These enchiladas were so tasty with just the right amount of heat. You can add more or less jalapeno depending on the way you like it. My kids like their food with a little heat, but not too much!
Printable Recipe
Chicken and White Bean Enchiladas
Chicken and white bean filling:
1 tsp olive oil
1/4 cup onion, diced
2 cloves garlic, minced
1 can (4 oz) diced green chiles
1 can (15 oz) navy beans or cannellini beans
1/2 cup water
1 tsp chicken bouillon granules
1 tsp cumin
1/2 tsp salt
1 lb cooked shredded chicken
Green chile sauce:
1 Tbsp butter
1/2 cup onion, diced
2 Tbsp flour
1 cup chicken broth
2 (4 oz) cans diced green chiles
1 jalapeno, seeded (more or less depending on how spicy you like it)
1/2 tsp salt
1/2 cup lowfat sour cream
1 cup shredded cheddar cheese
8-10 flour tortillas
chopped cilantro for garnish
Preheat oven to 375
Heat olive oil in a large skillet. Add onion and garlic and saute until soft, about 2-3 minutes. Add green chiles, beans, water, chicken bouillon, cumin, and salt. Mix well. Bring to a boil; reduce heat and cover. Simmer for 15 minutes. Remove cover and add chicken. Cook for 5 minutes. Set aside.
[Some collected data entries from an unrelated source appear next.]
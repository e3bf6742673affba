//! Student Hub - student, parent and holiday management backend
//!
//! This library provides the HTTP API, storage and services behind the
//! `student-hub` server.

pub mod api;
pub mod config;
pub mod db;
pub mod models;
pub mod services;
While chicken mixture is simmering, make the green chile sauce. Melt butter in a medium saucepan. Add onion and cook until soft, about 3-4 minutes. Add flour and mix well. Cook for 1 minute, stirring constantly. Slowly whisk in chicken broth until smooth. Cook over medium heat until it begins to boil. Add salt, green chiles, and jalapeno. (Add a little of the jalapeno at a time and taste. You can always add more heat but you can't take it out.) Cook for 1 minute until the sauce thickens. Remove from heat. Stir in sour cream.
Spread 1/4 cup of the sauce onto the bottom of a 9x13 baking dish. Fill each tortilla with chicken mixture. Roll tortillas and place seamside down in the baking dish. Pour sauce over enchiladas and top with cheese. Cover with foil and bake for 20-30 minutes. Garnish with cilantro.